Les rivaux de l'Ötztal nous saluent, les Alpes calcaires septentrionales de la Zugspitze au Dachstein, les cornes et les dômes de neige du groupe du Glockner, les tours audacieuses des Alpes calcaires méridionales en longue ligne, au loin à l'horizon l'Ortler et la Bernina, tous étaient visibles aujourd'hui dans toute leur splendeur et leur image inoubliable était la récompense de ces "efforts" qui sont déjà en soi un grand plaisir pour l'alpiniste. De tous côtés, les coulées de névé descendent vers le jeune printemps qui respire si fort en bas et se délecte des délices de la lumière. Ce n'est qu'ici, sur nos hauteurs ensoleillées et pourtant si profondément hivernales, que le temps semble s'être arrêté, car ici règne un hiver éternel, le bourgeonnement frais et juvénile, la pluie violente du printemps ne parviennent jamais jusqu'à cette région de rigidité scintillante!
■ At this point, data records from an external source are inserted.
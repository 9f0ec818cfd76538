/// Configuration schemas, each defined once with its defaults
use crate::config_struct;
use serde::{Deserialize, Serialize};

// ============================================================================
// CHAIN DATA PROVIDER
// ============================================================================

config_struct! {
    /// Covalent (GoldRush) transactions API
    pub struct CovalentConfig {
        base_url: String = "https://api.covalenthq.com".to_string(),
        /// Empty means "read COVALENT_API_KEY from the environment"
        api_key: String = String::new(),
        /// Per-request timeout; 0 leaves requests unbounded
        request_timeout_secs: u64 = 0,
    }
}

// ============================================================================
// PAIR METADATA
// ============================================================================

config_struct! {
    /// DexScreener pair search
    pub struct DexScreenerConfig {
        base_url: String = "https://api.dexscreener.com".to_string(),
        timeout_secs: u64 = 10,
    }
}

// ============================================================================
// RETRIEVAL
// ============================================================================

/// How transactions are pulled from the provider
#[derive(Debug, Clone, Copy, PartialEq, Eq, Serialize, Deserialize)]
#[serde(rename_all = "lowercase")]
pub enum RetrievalMode {
    /// Caller requests each page in turn
    Paged,
    /// Background task pushes items through a channel
    Streamed,
}

impl std::str::FromStr for RetrievalMode {
    type Err = String;

    fn from_str(s: &str) -> Result<Self, Self::Err> {
        match s.to_lowercase().as_str() {
            "paged" => Ok(RetrievalMode::Paged),
            "streamed" | "stream" => Ok(RetrievalMode::Streamed),
            other => Err(format!(
                "Unknown retrieval mode '{}' (expected paged or streamed)",
                other
            )),
        }
    }
}

config_struct! {
    pub struct RetrievalConfig {
        mode: RetrievalMode = RetrievalMode::Streamed,
        /// Trailing window length
        window_days: i64 = 7,
        /// Items buffered between the streaming producer and the pipeline
        channel_capacity: usize = 256,
        /// Whole-scan deadline; 0 means no deadline
        deadline_secs: u64 = 0,
    }
}

// ============================================================================
// REPORT
// ============================================================================

config_struct! {
    pub struct ReportConfig {
        /// Decimal separator used for token counts in the transaction list
        decimal_separator: String = ",".to_string(),
    }
}

// ============================================================================
// ROOT
// ============================================================================

config_struct! {
    pub struct Config {
        covalent: CovalentConfig = CovalentConfig::default(),
        dexscreener: DexScreenerConfig = DexScreenerConfig::default(),
        retrieval: RetrievalConfig = RetrievalConfig::default(),
        report: ReportConfig = ReportConfig::default(),
    }
}
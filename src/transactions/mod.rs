/// Transaction retrieval, decoding and classification
///
/// - `types`: raw and classified records, windows, pages
/// - `provider`: the chain data provider seam
/// - `feed`: paged / streamed / windowed iteration
/// - `decoder`: typed event log decoding
/// - `classifier`: row filters, normalization, pricing
/// - `pipeline`: the sequential driver
pub mod classifier;
pub mod decoder;
pub mod feed;
pub mod pipeline;
pub mod provider;
pub mod types;

pub use classifier::{normalize_units, Classification, TransactionClassifier};
pub use decoder::{DecodedHint, DecoderRegistry, LogEventDecoder};
pub use feed::{build_feed, PagedFeed, StreamedFeed, TransactionFeed, WindowedFeed};
pub use pipeline::{run_pipeline, scan_recent_trades, scan_with_provider, ScanLimits, ScanOutcome};
pub use provider::{ChainDataProvider, StaticProvider};
pub use types::*;
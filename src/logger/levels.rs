/// Log level definitions
///
/// Ordered by severity (Error < Warning < Info < Debug < Verbose) so a single
/// threshold comparison filters them.

#[derive(Debug, Clone, Copy, PartialEq, Eq, PartialOrd, Ord)]
pub enum LogLevel {
    Error = 0,
    Warning = 1,
    Info = 2,
    Debug = 3,   // gated by --debug-<tag>
    Verbose = 4, // gated by --verbose
}

impl LogLevel {
    pub fn as_str(&self) -> &'static str {
        match self {
            LogLevel::Error => "ERROR",
            LogLevel::Warning => "WARNING",
            LogLevel::Info => "INFO",
            LogLevel::Debug => "DEBUG",
            LogLevel::Verbose => "VERBOSE",
        }
    }
}

impl std::fmt::Display for LogLevel {
    fn fmt(&self, f: &mut std::fmt::Formatter<'_>) -> std::fmt::Result {
        write!(f, "{}", self.as_str())
    }
}

#[cfg(test)]
mod tests {
    use super::*;

    #[test]
    fn test_level_ordering() {
        assert!(LogLevel::Error < LogLevel::Warning);
        assert!(LogLevel::Info < LogLevel::Debug);
        assert!(LogLevel::Debug < LogLevel::Verbose);
    }
}
//! Configuration loading and validation
//!
//! Configuration is read once at startup from a TOML file. A missing file
//! is not an error: every section falls back to its defaults.

use super::schemas::{Config, CovalentConfig, DexScreenerConfig, ReportConfig, RetrievalConfig};
use crate::errors::ScanError;
use crate::transactions::TimeWindow;
use chrono::Utc;
use crate::logger::{self, LogTag};
use std::path::Path;

/// Default configuration file path
pub const CONFIG_FILE_PATH: &str = "data/config.toml";

/// Environment variable consulted when `covalent.api_key` is empty
pub const API_KEY_ENV: &str = "COVALENT_API_KEY";

/// Load configuration from the default path
pub fn load_config() -> Result<Config, ScanError> {
    load_config_from_path(CONFIG_FILE_PATH)
}

/// Load configuration from a specific TOML file
///
/// # Returns
/// - `Ok(Config)` - parsed file, or defaults when the file does not exist
/// - `Err(ScanError::Config)` - unreadable file, bad TOML or invalid values
pub fn load_config_from_path(path: impl AsRef<Path>) -> Result<Config, ScanError> {
    let path = path.as_ref();

    let config = if path.exists() {
        let contents = std::fs::read_to_string(path).map_err(|e| {
            ScanError::Config(format!(
                "Failed to read config file '{}': {}",
                path.display(),
                e
            ))
        })?;

        let parse_error = |e: toml::de::Error| {
            ScanError::Config(format!(
                "Failed to parse config file '{}': {}",
                path.display(),
                e
            ))
        };
        let value: toml::Value = toml::from_str(&contents).map_err(parse_error)?;

        for key in unknown_keys(&value) {
            logger::warning(
                LogTag::Config,
                &format!("Unknown key '{}' in {} (ignored)", key, path.display()),
            );
        }

        value.try_into::<Config>().map_err(parse_error)?
    } else {
        logger::debug(
            LogTag::Config,
            &format!("Config file '{}' not found, using defaults", path.display()),
        );
        Config::default()
    };

    validate(&config)?;
    Ok(config)
}

/// Dotted paths of keys no config section declares
pub fn unknown_keys(value: &toml::Value) -> Vec<String> {
    let mut unknown = Vec::new();
    let Some(root) = value.as_table() else {
        return unknown;
    };

    for (section, body) in root {
        let fields = match section.as_str() {
            "covalent" => CovalentConfig::FIELDS,
            "dexscreener" => DexScreenerConfig::FIELDS,
            "retrieval" => RetrievalConfig::FIELDS,
            "report" => ReportConfig::FIELDS,
            _ => {
                unknown.push(section.clone());
                continue;
            }
        };

        if let Some(table) = body.as_table() {
            unknown.extend(
                table
                    .keys()
                    .filter(|key| !fields.contains(&key.as_str()))
                    .map(|key| format!("{}.{}", section, key)),
            );
        }
    }

    unknown
}

/// Fill values that may come from the environment
pub fn apply_env_overrides(config: &mut Config) {
    if config.covalent.api_key.trim().is_empty() {
        if let Ok(key) = std::env::var(API_KEY_ENV) {
            config.covalent.api_key = key;
        }
    }
}

/// Reject values the pipeline cannot work with
pub fn validate(config: &Config) -> Result<(), ScanError> {
    if config.retrieval.window_days <= 0 {
        return Err(ScanError::Config(format!(
            "retrieval.window_days must be positive, got {}",
            config.retrieval.window_days
        )));
    }
    TimeWindow::trailing(Utc::now(), config.retrieval.window_days)?;

    if config.retrieval.channel_capacity == 0 {
        return Err(ScanError::Config(
            "retrieval.channel_capacity must be greater than zero".to_string(),
        ));
    }

    if config.dexscreener.timeout_secs == 0 {
        return Err(ScanError::Config(
            "dexscreener.timeout_secs must be greater than zero".to_string(),
        ));
    }

    for (field, url) in [
        ("covalent.base_url", &config.covalent.base_url),
        ("dexscreener.base_url", &config.dexscreener.base_url),
    ] {
        url::Url::parse(url)
            .map_err(|e| ScanError::Config(format!("Invalid {} '{}': {}", field, url, e)))?;
    }

    Ok(())
}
C'est avec une grande satisfaction que nous avons enfin pris congé du majestueux créneau. Nous descendîmes prudemment par les ponts de neige déjà bien ramollis et arrivâmes bientôt à nos fidèles planches. Je n'aurais échangé ma place avec aucun roi lorsque je descendis le glacier d'Untersulzbach en glissant à la vitesse de l'éclair dans la poudreuse. Me sachant libéré des soucis du monde et des difficultés de la vie, ma poitrine se gonfla d'un sentiment d'allégresse, au point qu'un cri de joie s'en échappa, annonçant aux parois de cette haute vallée l'écho de ma fierté et de ma conscience de la victoire ! Le Zwischensulzbachtörl nous réunit tous et nous descendons maintenant dans le névé humide et salé par le Obersulzbachkees. Une fois de plus, les pointes de nos raquettes fendent la neige en sifflant et en crépitant, dans une course effrénée. Une double ligne ininterrompue, la trace de notre montée au refuge de la veille, qui quitte ici le glacier, devient visible, et nos bois de glisse se précipitent de plus en plus loin dans une course sans obstacles, jusqu'à ce que nous nous arrêtions devant le "village de tentes turc"". Il s'agit maintenant de se faufiler habilement entre les précipices et les parois de glace de la faille. Nous descendons prudemment en passant devant des fissures de plusieurs mètres de large. Les crevasses se rapprochent de plus en plus des deux côtés, jusqu'à ce qu'elles ne laissent plus qu'un étroit passage ; nous ne pouvons pas voir ce qui suit. Lentement et dans l'attente, je tente cette sortie et, avec un cri de joie, j'annonce à mes compagnons ce que je vois devant moi. J'ai atteint la langue glaciaire en pente douce et je me précipite en ligne droite dans l'élément blanc qui donne tant de vie aux planches. Nous descendons ensuite de l'extrémité du Kee vers l'Aschamalpe en effectuant de nombreux virages et courbes, puis, après une longue pause, nous traversons le fond de la vallée presque plat en direction de la Berndlalpe. C'est là que la descente rapide recommence. Nous descendons maintenant à travers la haute forêt vers l'ouverture de la vallée, et tant que le blanc hivernal est encore présent, nous roulons. Puis nous repartons, nos fidèles planches sur l'épaule, très satisfaits, vers le téléphérique.